Publicado em 13 de maio de 2021 às 07:10

- Atualizado há um ano

. Crédito: Marina Silva/CORREIO

A Universidade Federal da Bahia (Ufba) não vai encerrar as atividades em 2021. Isso é, pelo menos, o que garantiu o vice-reitor da instituição, Paulo César Miguez de Oliveira, em entrevista ao CORREIO. “Se alguém parar a universidade, não será a universidade. Será alguém de fora. Nós não pararemos. Essa casa vai manter as portas abertas”, disse.  

A possibilidade de encerrar ou suspender as atividades entrou em questão depois dos cortes feitos pelo governo federal nas instituições federais de ensino. Só na Ufba, a redução é de 18,7% do orçamento de 2020, quando a universidade tinha disponível cerca de R$ 163 milhões. Agora, em 2021, são apenas R$ 132,8 milhões. Esse valor é inferior aos R$ 133,3 milhões do orçamento de 2010, quando a universidade tinha 15 mil alunos a menos, segundo Miguez. 

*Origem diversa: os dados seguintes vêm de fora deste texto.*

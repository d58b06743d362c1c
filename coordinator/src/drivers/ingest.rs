//! Turns one discovered package root into catalog rows: parse its ASSETMAP,
//! PKL and CPLs, then upsert package/composition/reel/asset records.

use std::path::Path;

use catalog::store::{NewAsset, NewComposition, NewReel};
use catalog::{discovery::PackageRoot, AssetMap, CatalogStore, CompositionPlaylist, PackingList};

#[derive(Debug, Default)]
pub struct IngestOutcome {
    pub added: i64,
    pub updated: i64,
    pub errors: i64,
}

pub async fn ingest_package(store: &CatalogStore, pkg: &PackageRoot) -> IngestOutcome {
    let mut outcome = IngestOutcome::default();
    if let Err(err) = ingest_package_inner(store, pkg).await {
        tracing::warn!(root = %pkg.root.display(), error = %err, "failed to ingest package");
        outcome.errors += 1;
        return outcome;
    }
    outcome.added += 1;
    outcome
}

async fn ingest_package_inner(store: &CatalogStore, pkg: &PackageRoot) -> catalog::Result<()> {
    let assetmap_xml = read_to_string(&pkg.assetmap_path)?;
    let assetmap = AssetMap::parse(&assetmap_xml)?;

    let pkl_path = pkg
        .pkl_paths
        .first()
        .cloned()
        .or_else(|| resolve_chunk_path(pkg, assetmap.packing_list_candidates().next().map(|e| e.uuid.as_str())));

    let pkl = match &pkl_path {
        Some(path) => Some(PackingList::parse(&read_to_string(path)?)?),
        None => None,
    };

    let mut cpls = Vec::new();
    for cpl_path in &pkg.cpl_paths {
        let xml = read_to_string(cpl_path)?;
        cpls.push(CompositionPlaylist::parse(&xml)?);
    }

    let cpl_uuids: Vec<String> = cpls.iter().map(|c| c.uuid.clone()).collect();
    let assetmap_uuid = assetmap
        .packing_list_candidates()
        .next()
        .map(|e| e.uuid.clone())
        .or_else(|| cpl_uuids.first().cloned())
        .unwrap_or_else(|| pkg.root.to_string_lossy().to_string());

    let package_name = pkg
        .root
        .file_name()
        .map(|n| n.to_string_lossy().to_string())
        .unwrap_or_else(|| pkg.root.to_string_lossy().to_string());

    let first_cpl = cpls.first();
    let package = store
        .find_or_create_package(
            &assetmap_uuid,
            &cpl_uuids,
            &package_name,
            first_cpl.map(|c| c.content_title_text.as_str()),
            first_cpl.map(|c| c.content_kind.as_str()),
            pkg.total_size_bytes as i64,
            pkg.file_count as i64,
        )
        .await?;

    for cpl in &cpls {
        let composition = NewComposition {
            cpl_uuid: cpl.uuid.clone(),
            reel_count: cpl.reels.len() as i32,
            frame_rate: None,
            resolution: cpl
                .composition_metadata
                .as_ref()
                .and_then(|m| m.resolution.clone()),
            sound_config: cpl
                .composition_metadata
                .as_ref()
                .and_then(|m| m.sound_configuration.clone()),
        };
        let composition_id = store.insert_composition(package.id, &composition).await?;

        for reel in &cpl.reels {
            let new_reel = NewReel {
                reel_uuid: reel.uuid.clone(),
                picture_asset_uuid: reel.assets.main_picture.as_ref().map(|a| a.uuid.clone()),
                sound_asset_uuid: reel.assets.main_sound.as_ref().map(|a| a.uuid.clone()),
                subtitle_asset_uuid: reel.assets.main_subtitle.as_ref().map(|a| a.uuid.clone()),
                duration: reel
                    .assets
                    .main_picture
                    .as_ref()
                    .map(|a| a.intrinsic_duration)
                    .unwrap_or(0),
                picture_hash: reel.assets.main_picture.as_ref().and_then(|a| a.hash_sha1_hex.clone()),
            };
            store.insert_reel(composition_id, &new_reel).await?;
        }
    }

    if let Some(pkl) = &pkl {
        for asset in &pkl.assets {
            let file_path = resolve_chunk_path(pkg, Some(&asset.uuid))
                .map(|p| p.to_string_lossy().to_string())
                .unwrap_or_default();
            let new_asset = NewAsset {
                asset_uuid: asset.uuid.clone(),
                file_path,
                size_bytes: asset.size,
                sha1_hex: asset.sha1_hex.clone(),
            };
            store.insert_asset(package.id, &new_asset).await?;
        }
    }

    Ok(())
}

/// Looks up the chunk path for an ASSETMAP-referenced asset UUID, resolved
/// relative to the package root (ASSETMAP chunk paths are package-relative).
fn resolve_chunk_path(pkg: &PackageRoot, uuid: Option<&str>) -> Option<std::path::PathBuf> {
    let uuid = uuid?;
    let assetmap_xml = read_to_string(&pkg.assetmap_path).ok()?;
    let assetmap = AssetMap::parse(&assetmap_xml).ok()?;
    let entry = assetmap.assets.iter().find(|a| a.uuid == uuid)?;
    let chunk = entry.chunks.first()?;
    Some(pkg.root.join(&chunk.path))
}

fn read_to_string(path: &Path) -> catalog::Result<String> {
    Ok(std::fs::read_to_string(path)?)
}
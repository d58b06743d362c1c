//! Relay Dialer (C8)
//!
//! Runs alongside a direct TCP dialer; the swarm engine races both and takes
//! whichever succeeds first. This dialer's job is to avoid relaying when it
//! isn't needed (own-address guard, direct-reachable cache, recent-fail
//! cache) and, when it is needed, to hand back a socket that behaves exactly
//! like a direct connection to the target.

use std::net::SocketAddr;
use std::pin::Pin;
use std::sync::atomic::{AtomicBool, AtomicU64, Ordering};
use std::task::{Context, Poll};
use std::time::{Duration, Instant};

use dashmap::{DashMap, DashSet};
use tokio::io::{AsyncBufReadExt, AsyncRead, AsyncWrite, AsyncWriteExt, BufReader, ReadBuf};
use tokio::net::TcpStream;

use crate::error::{RelayError, Result};
use crate::protocol::ControlMessage;

pub const DIRECT_REACHABLE_TTL: Duration = Duration::from_secs(10 * 60);
pub const RECENT_FAIL_TTL: Duration = Duration::from_secs(90);
pub const DIAL_DELAY: Duration = Duration::from_secs(1);
pub const RELAY_DIAL_TIMEOUT: Duration = Duration::from_secs(10);
pub const DATA_CONN_SETUP_TIMEOUT: Duration = Duration::from_secs(15);
pub const SOCKET_BUFFER_SIZE: usize = 256 * 1024;
pub const KEEPALIVE_PERIOD: Duration = Duration::from_secs(30);

/// A socket handed back to the caller as if it were a direct connection,
/// draining any bytes the control-read buffer over-read from the peer's
/// handshake before passing further reads through to the raw socket.
pub struct RelayedStream {
    leftover: Vec<u8>,
    leftover_pos: usize,
    inner: TcpStream,
}

impl AsyncRead for RelayedStream {
    fn poll_read(mut self: Pin<&mut Self>, cx: &mut Context<'_>, buf: &mut ReadBuf<'_>) -> Poll<std::io::Result<()>> {
        if self.leftover_pos < self.leftover.len() {
            let remaining = &self.leftover[self.leftover_pos..];
            let n = remaining.len().min(buf.remaining());
            buf.put_slice(&remaining[..n]);
            self.leftover_pos += n;
            return Poll::Ready(Ok(()));
        }
        Pin::new(&mut self.inner).poll_read(cx, buf)
    }
}

impl AsyncWrite for RelayedStream {
    fn poll_write(mut self: Pin<&mut Self>, cx: &mut Context<'_>, buf: &[u8]) -> Poll<std::io::Result<usize>> {
        Pin::new(&mut self.inner).poll_write(cx, buf)
    }

    fn poll_flush(mut self: Pin<&mut Self>, cx: &mut Context<'_>) -> Poll<std::io::Result<()>> {
        Pin::new(&mut self.inner).poll_flush(cx)
    }

    fn poll_shutdown(mut self: Pin<&mut Self>, cx: &mut Context<'_>) -> Poll<std::io::Result<()>> {
        Pin::new(&mut self.inner).poll_shutdown(cx)
    }
}

#[derive(Default)]
pub struct DialerCounters {
    pub attempts: AtomicU64,
    pub successes: AtomicU64,
    pub skips: AtomicU64,
}

pub struct RelayDialer {
    own_addrs: DashSet<SocketAddr>,
    direct_reachable: DashMap<SocketAddr, Instant>,
    recent_fail: DashMap<SocketAddr, Instant>,
    nat_peers: DashMap<SocketAddr, Instant>,
    counters: DialerCounters,
}

impl Default for RelayDialer {
    fn default() -> Self {
        Self::new()
    }
}

impl RelayDialer {
    pub fn new() -> Self {
        Self {
            own_addrs: DashSet::new(),
            direct_reachable: DashMap::new(),
            recent_fail: DashMap::new(),
            nat_peers: DashMap::new(),
            counters: DialerCounters::default(),
        }
    }

    pub fn add_own_addr(&self, addr: SocketAddr) {
        self.own_addrs.insert(addr);
    }

    /// Recorded by the paired direct dialer on a successful direct connect.
    pub fn mark_direct_reachable(&self, addr: SocketAddr) {
        self.direct_reachable.insert(addr, Instant::now());
    }

    pub fn counters(&self) -> &DialerCounters {
        &self.counters
    }

    /// Dials `target_addr` through the relay at `relay_addr`.
    pub async fn dial(
        &self,
        relay_addr: SocketAddr,
        target_addr: SocketAddr,
        cancel: &AtomicBool,
    ) -> Result<RelayedStream> {
        if self.own_addrs.contains(&target_addr) {
            return Err(RelayError::OwnAddress(target_addr));
        }

        if let Some(seen) = self.direct_reachable.get(&target_addr) {
            if seen.elapsed() < DIRECT_REACHABLE_TTL {
                self.counters.skips.fetch_add(1, Ordering::Relaxed);
                return Err(RelayError::Internal("direct_reachable".to_string()));
            }
        }

        if let Some(failed_at) = self.recent_fail.get(&target_addr) {
            if failed_at.elapsed() < RECENT_FAIL_TTL {
                self.counters.skips.fetch_add(1, Ordering::Relaxed);
                return Err(RelayError::FailedRecently);
            }
        }

        let skip_delay = self.nat_peers.contains_key(&target_addr);
        if !skip_delay {
            tokio::select! {
                _ = tokio::time::sleep(DIAL_DELAY) => {}
                _ = wait_for_cancel(cancel) => return Err(RelayError::Cancelled),
            }
        }
        if cancel.load(Ordering::SeqCst) {
            return Err(RelayError::Cancelled);
        }

        self.counters.attempts.fetch_add(1, Ordering::Relaxed);

        let result = self.attempt(relay_addr, target_addr, cancel).await;
        match &result {
            Ok(_) => {
                self.counters.successes.fetch_add(1, Ordering::Relaxed);
                self.nat_peers.insert(target_addr, Instant::now());
            }
            Err(RelayError::Cancelled) => {}
            Err(_) => {
                self.recent_fail.insert(target_addr, Instant::now());
            }
        }
        result
    }

    async fn attempt(
        &self,
        relay_addr: SocketAddr,
        target_addr: SocketAddr,
        cancel: &AtomicBool,
    ) -> Result<RelayedStream> {
        let socket = tokio::select! {
            connected = tokio::time::timeout(RELAY_DIAL_TIMEOUT, TcpStream::connect(relay_addr)) => {
                connected.map_err(|_| RelayError::Internal("relay dial timed out".to_string()))??
            }
            _ = wait_for_cancel(cancel) => return Err(RelayError::Cancelled),
        };

        let mut reader = BufReader::new(socket);
        let request = ControlMessage::Connect(target_addr).encode() + "\n";
        reader.get_mut().write_all(request.as_bytes()).await?;

        let mut line = String::new();
        tokio::time::timeout(DATA_CONN_SETUP_TIMEOUT, reader.read_line(&mut line))
            .await
            .map_err(|_| RelayError::Internal("relay response timed out".to_string()))??;

        let response = ControlMessage::parse(&line)?;
        let _session_id = match response {
            ControlMessage::OkSession(id) => id,
            ControlMessage::Error(reason) => return Err(RelayError::Internal(reason)),
            other => return Err(RelayError::Protocol(format!("unexpected relay response: {other:?}"))),
        };

        let leftover = reader.buffer().to_vec();
        let inner = reader.into_inner();
        tune_socket(&inner)?;

        Ok(RelayedStream {
            leftover,
            leftover_pos: 0,
            inner,
        })
    }
}

async fn wait_for_cancel(cancel: &AtomicBool) {
    loop {
        if cancel.load(Ordering::SeqCst) {
            return;
        }
        tokio::time::sleep(Duration::from_millis(20)).await;
    }
}

fn tune_socket(stream: &TcpStream) -> Result<()> {
    stream.set_nodelay(true)?;
    let sock_ref = socket2::SockRef::from(stream);
    sock_ref.set_keepalive(true)?;
    let _ = sock_ref.set_tcp_keepalive(
        &socket2::TcpKeepalive::new().with_time(KEEPALIVE_PERIOD),
    );
    sock_ref.set_recv_buffer_size(SOCKET_BUFFER_SIZE)?;
    sock_ref.set_send_buffer_size(SOCKET_BUFFER_SIZE)?;
    Ok(())
}

#[cfg(test)]
mod tests {
    use super::*;

    #[tokio::test]
    async fn own_address_is_rejected_before_any_io() {
        let dialer = RelayDialer::new();
        let own: SocketAddr = "127.0.0.1:9000".parse().unwrap();
        dialer.add_own_addr(own);

        let cancel = AtomicBool::new(false);
        // relay_addr is garbage — if the guard didn't short-circuit, this
        // would hang or error on connect instead of returning OwnAddress.
        let bogus_relay: SocketAddr = "127.0.0.1:1".parse().unwrap();
        let result = dialer.dial(bogus_relay, own, &cancel).await;
        assert!(matches!(result, Err(RelayError::OwnAddress(_))));
        assert_eq!(dialer.counters().attempts.load(Ordering::Relaxed), 0);
    }

    #[tokio::test]
    async fn recent_fail_cache_skips_without_dialing() {
        let dialer = RelayDialer::new();
        let target: SocketAddr = "198.51.100.7:5000".parse().unwrap();
        dialer.recent_fail.insert(target, Instant::now());

        let cancel = AtomicBool::new(false);
        let bogus_relay: SocketAddr = "127.0.0.1:1".parse().unwrap();
        let result = dialer.dial(bogus_relay, target, &cancel).await;
        assert!(matches!(result, Err(RelayError::FailedRecently)));
        assert_eq!(dialer.counters().attempts.load(Ordering::Relaxed), 0);
        assert_eq!(dialer.counters().skips.load(Ordering::Relaxed), 1);
    }

    #[tokio::test]
    async fn cancellation_during_delay_aborts() {
        let dialer = RelayDialer::new();
        let target: SocketAddr = "198.51.100.9:5000".parse().unwrap();
        let cancel = AtomicBool::new(true);
        let bogus_relay: SocketAddr = "127.0.0.1:1".parse().unwrap();
        let result = dialer.dial(bogus_relay, target, &cancel).await;
        assert!(matches!(result, Err(RelayError::Cancelled)));
    }
}
use axum::extract::{Path, State};
use axum::Json;
use uuid::Uuid;

use catalog::store::Package;

use crate::error::{AppError, AppResult};
use crate::state::AppState;

pub async fn list_dcps(State(state): State<AppState>) -> AppResult<Json<Vec<Package>>> {
    Ok(Json(state.store.list_packages().await?))
}

pub async fn get_dcp(State(state): State<AppState>, Path(uuid): Path<Uuid>) -> AppResult<Json<Package>> {
    let package = state
        .store
        .get_package(uuid)
        .await?
        .ok_or_else(|| AppError::not_found("no such package"))?;
    Ok(Json(package))
}
#[async_trait]
impl ClaimStore for CatalogStore {
    async fn insert_claim(&self, claim: &Claim) -> Result<()> {
        let result = sqlx::query(
            "INSERT INTO claims (package_id, server_id, queue_item_id, claimed_at) VALUES ($1, $2, $3, $4)",
        )
        .bind(claim.package_id)
        .bind(claim.server_id)
        .bind(claim.queue_item_id)
        .bind(claim.claimed_at)
        .execute(&self.pool)
        .await;

        match result {
            Ok(_) => Ok(()),
            Err(sqlx::Error::Database(db_err)) if db_err.is_unique_violation() => {
                let holder = self
                    .get_claim(claim.package_id)
                    .await?
                    .map(|c| c.server_id)
                    .unwrap_or(claim.server_id);
                Err(CatalogError::AlreadyClaimed {
                    package_id: claim.package_id,
                    holder,
                })
            }
            Err(e) => Err(e.into()),
        }
    }

    async fn descriptor_exists(&self, package_id: Uuid) -> Result<bool> {
        let row = sqlx::query("SELECT 1 AS present FROM torrents WHERE package_id = $1")
            .bind(package_id)
            .fetch_optional(&self.pool)
            .await?;
        Ok(row.is_some())
    }

    async fn get_claim(&self, package_id: Uuid) -> Result<Option<Claim>> {
        let row = sqlx::query(
            "SELECT package_id, server_id, queue_item_id, claimed_at FROM claims WHERE package_id = $1",
        )
        .bind(package_id)
        .fetch_optional(&self.pool)
        .await?;
        row.map(|r| {
            Ok(Claim {
                package_id: r.try_get("package_id")?,
                server_id: r.try_get("server_id")?,
                queue_item_id: r.try_get("queue_item_id")?,
                claimed_at: r.try_get("claimed_at")?,
            })
        })
        .transpose()
    }

    async fn delete_claim(&self, package_id: Uuid) -> Result<()> {
        sqlx::query("DELETE FROM claims WHERE package_id = $1")
            .bind(package_id)
            .execute(&self.pool)
            .await?;
        Ok(())
    }

    async fn stale_claims(&self, now: DateTime<Utc>) -> Result<Vec<Claim>> {
        let cutoff = now - chrono::Duration::from_std(STALE_CLAIM_AGE).unwrap();
        let sync_cutoff = now - chrono::Duration::from_std(SYNC_GRACE_PERIOD).unwrap();
        let rows = sqlx::query(
            r#"
            SELECT c.package_id, c.server_id, c.queue_item_id, c.claimed_at
            FROM claims c
            LEFT JOIN torrent_queue q ON q.id = c.queue_item_id AND q.status = 'generating' AND q.synced_at > $2
            WHERE c.claimed_at < $1 AND q.id IS NULL
            "#,
        )
        .bind(cutoff)
        .bind(sync_cutoff)
        .fetch_all(&self.pool)
        .await?;

        rows.into_iter()
            .map(|r| {
                Ok(Claim {
                    package_id: r.try_get("package_id")?,
                    server_id: r.try_get("server_id")?,
                    queue_item_id: r.try_get("queue_item_id")?,
                    claimed_at: r.try_get("claimed_at")?,
                })
            })
            .collect()
    }

    async fn mark_queue_generating(&self, queue_item_id: Uuid) -> Result<()> {
        sqlx::query("UPDATE torrent_queue SET status = 'generating', synced_at = now() WHERE id = $1")
            .bind(queue_item_id)
            .execute(&self.pool)
            .await?;
        Ok(())
    }

    async fn mark_queue_terminal(&self, queue_item_id: Uuid, status: &str, error: Option<&str>) -> Result<()> {
        sqlx::query("UPDATE torrent_queue SET status = $2, error_message = $3, synced_at = now() WHERE id = $1")
            .bind(queue_item_id)
            .bind(status)
            .bind(error)
            .execute(&self.pool)
            .await?;
        Ok(())
    }
}
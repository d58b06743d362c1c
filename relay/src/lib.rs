//! NAT-traversal relay: brokers TCP sessions between swarm peers that can't
//! reach each other directly (`server`), and dials through a relay as a
//! fallback to a direct connection attempt (`dialer`).

pub mod dialer;
pub mod error;
pub mod protocol;
pub mod server;

pub use dialer::{RelayDialer, RelayedStream};
pub use error::{RelayError, Result};
pub use protocol::ControlMessage;
pub use server::RelayServer;
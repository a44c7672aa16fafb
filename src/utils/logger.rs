use tracing_subscriber::{layer::SubscriberExt, util::SubscriberInitExt, EnvFilter};

pub fn init_cli_logger(verbose: bool) {
    let filter = if verbose {
        EnvFilter::try_from_default_env()
            .unwrap_or_else(|_| EnvFilter::new("saju_core=debug,info"))
    } else {
        EnvFilter::try_from_default_env().unwrap_or_else(|_| EnvFilter::new("saju_core=info"))
    };

    tracing_subscriber::registry()
        .with(filter)
        .with(
            tracing_subscriber::fmt::layer()
                .with_target(false)
                .with_thread_ids(false)
                .with_file(false)
                .with_line_number(false)
                .compact(),
        )
        .init();
}
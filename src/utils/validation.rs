use crate::utils::error::{Result, SajuError};

pub trait Validate {
    fn validate(&self) -> Result<()>;
}

pub fn validate_range<T: PartialOrd + std::fmt::Display + Copy>(
    field_name: &str,
    value: T,
    min: T,
    max: T,
) -> Result<()> {
    if value < min || value > max {
        return Err(SajuError::InvalidConfigValue {
            field: field_name.to_string(),
            value: value.to_string(),
            reason: format!("Value must be between {} and {}", min, max),
        });
    }
    Ok(())
}

pub fn validate_path(field_name: &str, path: &str) -> Result<()> {
    if path.is_empty() {
        return Err(SajuError::InvalidConfigValue {
            field: field_name.to_string(),
            value: path.to_string(),
            reason: "Path cannot be empty".to_string(),
        });
    }

    if path.contains('\0') {
        return Err(SajuError::InvalidConfigValue {
            field: field_name.to_string(),
            value: path.to_string(),
            reason: "Path contains null bytes".to_string(),
        });
    }

    Ok(())
}

pub fn validate_required_field<'a, T>(field_name: &str, value: &'a Option<T>) -> Result<&'a T> {
    value.as_ref().ok_or_else(|| SajuError::MissingConfig {
        field: field_name.to_string(),
    })
}
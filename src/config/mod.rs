use crate::domain::model::{BirthInput, CalendarSystem, Gender};
use crate::utils::error::{Result, SajuError};
use crate::utils::validation::{validate_path, validate_range, Validate};
use clap::Parser;

#[derive(Debug, Clone, Parser)]
#[command(name = "saju-cli")]
#[command(about = "Four Pillars (saju) profile calculator")]
pub struct CliConfig {
    /// Birth year (civil)
    #[arg(long)]
    pub year: i32,

    /// Birth month, 1-12
    #[arg(long)]
    pub month: u32,

    /// Birth day, 1-31
    #[arg(long)]
    pub day: u32,

    /// Birth hour, 0-23; omit when the hour is unknown
    #[arg(long)]
    pub hour: Option<u32>,

    /// Birth minute, 0-59
    #[arg(long, default_value = "0")]
    pub minute: u32,

    /// Calendar system the date is expressed in: solar or lunar
    #[arg(long, default_value = "solar")]
    pub calendar: String,

    /// Treat the lunar month as a leap month
    #[arg(long)]
    pub leap_month: bool,

    /// Gender: male or female (carried through, does not affect the profile)
    #[arg(long, default_value = "female")]
    pub gender: String,

    /// Path to the calendar oracle fixture file (TOML)
    #[arg(long, default_value = "oracle.toml")]
    pub oracle: String,

    /// Pretty-print the JSON output
    #[arg(long)]
    pub pretty: bool,

    /// Enable verbose output
    #[arg(long)]
    pub verbose: bool,
}

impl CliConfig {
    /// Convert the parsed arguments into a pipeline input.
    pub fn birth_input(&self) -> Result<BirthInput> {
        let calendar = match self.calendar.as_str() {
            "solar" => CalendarSystem::Solar,
            "lunar" => CalendarSystem::Lunar,
            other => {
                return Err(SajuError::InvalidConfigValue {
                    field: "calendar".to_string(),
                    value: other.to_string(),
                    reason: "Expected 'solar' or 'lunar'".to_string(),
                })
            }
        };

        let gender = match self.gender.as_str() {
            "male" => Gender::Male,
            "female" => Gender::Female,
            other => {
                return Err(SajuError::InvalidConfigValue {
                    field: "gender".to_string(),
                    value: other.to_string(),
                    reason: "Expected 'male' or 'female'".to_string(),
                })
            }
        };

        Ok(BirthInput {
            calendar,
            leap_month: self.leap_month,
            year: self.year,
            month: self.month,
            day: self.day,
            hour: self.hour,
            minute: self.minute,
            gender,
        })
    }
}

impl Validate for CliConfig {
    fn validate(&self) -> Result<()> {
        validate_range("year", self.year, 1900, 2100)?;
        validate_range("month", self.month, 1, 12)?;
        validate_range("day", self.day, 1, 31)?;
        if let Some(hour) = self.hour {
            validate_range("hour", hour, 0, 23)?;
        }
        validate_range("minute", self.minute, 0, 59)?;
        validate_path("oracle", &self.oracle)?;
        // Calendar and gender values are checked during conversion.
        self.birth_input().map(|_| ())
    }
}

#[cfg(test)]
mod tests {
    use super::*;

    fn config() -> CliConfig {
        CliConfig {
            year: 1987,
            month: 6,
            day: 1,
            hour: Some(8),
            minute: 10,
            calendar: "solar".to_string(),
            leap_month: false,
            gender: "female".to_string(),
            oracle: "oracle.toml".to_string(),
            pretty: false,
            verbose: false,
        }
    }

    #[test]
    fn test_valid_config() {
        assert!(config().validate().is_ok());

        let input = config().birth_input().unwrap();
        assert_eq!(input.calendar, CalendarSystem::Solar);
        assert_eq!(input.hour, Some(8));
        assert_eq!(input.minute, 10);
    }

    #[test]
    fn test_range_violations() {
        let mut c = config();
        c.month = 13;
        assert!(c.validate().is_err());

        let mut c = config();
        c.hour = Some(24);
        assert!(c.validate().is_err());

        let mut c = config();
        c.minute = 60;
        assert!(c.validate().is_err());

        let mut c = config();
        c.year = 1899;
        assert!(c.validate().is_err());
    }

    #[test]
    fn test_unknown_hour_is_valid() {
        let mut c = config();
        c.hour = None;
        assert!(c.validate().is_ok());
        assert_eq!(c.birth_input().unwrap().hour, None);
    }

    #[test]
    fn test_bad_calendar_and_gender() {
        let mut c = config();
        c.calendar = "julian".to_string();
        assert!(matches!(
            c.birth_input().unwrap_err(),
            SajuError::InvalidConfigValue { .. }
        ));

        let mut c = config();
        c.gender = "unknown".to_string();
        assert!(c.validate().is_err());
    }
}
//! Five-element aggregation over the resolved pillars.
//!
//! Each present pillar contributes two symbols: its stem and its branch,
//! mapped to an element through the fixed ganzhi tables. The input set is
//! exactly 6 symbols when the hour is unknown and 8 when it is known.

use crate::domain::ganzhi::{Element, ALL_ELEMENTS};
use crate::domain::model::{FourPillars, WuXingDistribution};

/// Count element occurrences and convert to rounded integer percentages.
///
/// Percentages are rounded half-up independently per element and are NOT
/// renormalized to sum to exactly 100; small rounding drift is accepted.
pub fn aggregate(pillars: &FourPillars) -> WuXingDistribution {
    let mut counts = [0u32; 5];
    for pillar in pillars.present() {
        counts[element_slot(pillar.stem.element())] += 1;
        counts[element_slot(pillar.branch.element())] += 1;
    }

    let total: u32 = counts.iter().sum();
    let percent = |count: u32| ((count * 100 + total / 2) / total) as u8;

    WuXingDistribution {
        wood: percent(counts[0]),
        fire: percent(counts[1]),
        earth: percent(counts[2]),
        metal: percent(counts[3]),
        water: percent(counts[4]),
    }
}

/// Element with the strictly maximum percentage; ties go to the earliest
/// element in the fixed priority order (wood, fire, earth, metal, water).
pub fn dominant_element(dist: &WuXingDistribution) -> Element {
    let mut best = ALL_ELEMENTS[0];
    for &element in &ALL_ELEMENTS[1..] {
        if dist.get(element) > dist.get(best) {
            best = element;
        }
    }
    best
}

/// Element with the strictly minimum percentage; same tie-break as
/// [`dominant_element`].
pub fn weak_element(dist: &WuXingDistribution) -> Element {
    let mut weakest = ALL_ELEMENTS[0];
    for &element in &ALL_ELEMENTS[1..] {
        if dist.get(element) < dist.get(weakest) {
            weakest = element;
        }
    }
    weakest
}

const fn element_slot(element: Element) -> usize {
    match element {
        Element::Wood => 0,
        Element::Fire => 1,
        Element::Earth => 2,
        Element::Metal => 3,
        Element::Water => 4,
    }
}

“Vamos lidar com isso com as armas que temos de melhor: produzir conhecimento no limite das possibilidades, fazendo os semestres com atividade remotas por causa da pandemia, realizando congressos e em modo resistência”, disse. Já a reitoria da Universidade Federal do Rio de Janeiro (UFRJ) foi mais dura nas declarações e admitiu a possibilidade de fechar em julho, em artigo no jornal O Globo.  

Na universidade fluminense, o orçamento de 2021 será de R$ 299 milhões, menor do que os R$ 306 milhões de 2020. No entanto, segundo a reitoria, desse dinheiro, somente R$ 146,9 milhões foram liberados e, do valor, R$ 65,2 milhões já foram utilizados, restando apenas R$ 81,7 milhões para a instituição. Os outros R$ 152,2 milhões ainda aguardam aprovação do Congresso Nacional, o que não tem data para apreciação. 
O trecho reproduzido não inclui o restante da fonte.